> _What is required_
Reproduce exactly the lines below, starting with the line that contains "pub mod resources;" and ending with the last line of the records, both included, and nothing else.

*** Stored data ***

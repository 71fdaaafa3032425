//! Finnish syllabification with compound segmentation.
//!
//! [`language`] holds the rule cascade that inserts syllable boundaries and
//! ranks competing variants; [`segment`] finds morpheme boundaries in
//! unmarked compounds so the cascade can treat each member as a word.
//! [`FinnSyll`] ties both together.

pub mod error;
pub mod finnsyll;
pub mod language;
pub mod resources;
pub mod segment;
pub mod text;
pub mod types;

#[cfg(test)]
mod properties;

pub use error::{FinnSyllError, Result};
pub use finnsyll::{inspect, FinnSyll, FinnSyllConfig};
pub use types::{Candidate, Inspection, Segmentation};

*** End of Stored data ***

> _Answer to the problem_
pub mod resources;
pub mod segment;
pub mod text;
pub mod types;

#[cfg(test)]
mod properties;

pub use error::{FinnSyllError, Result};
pub use finnsyll::{inspect, FinnSyll, FinnSyllConfig};
pub use types::{Candidate, Inspection, Segmentation};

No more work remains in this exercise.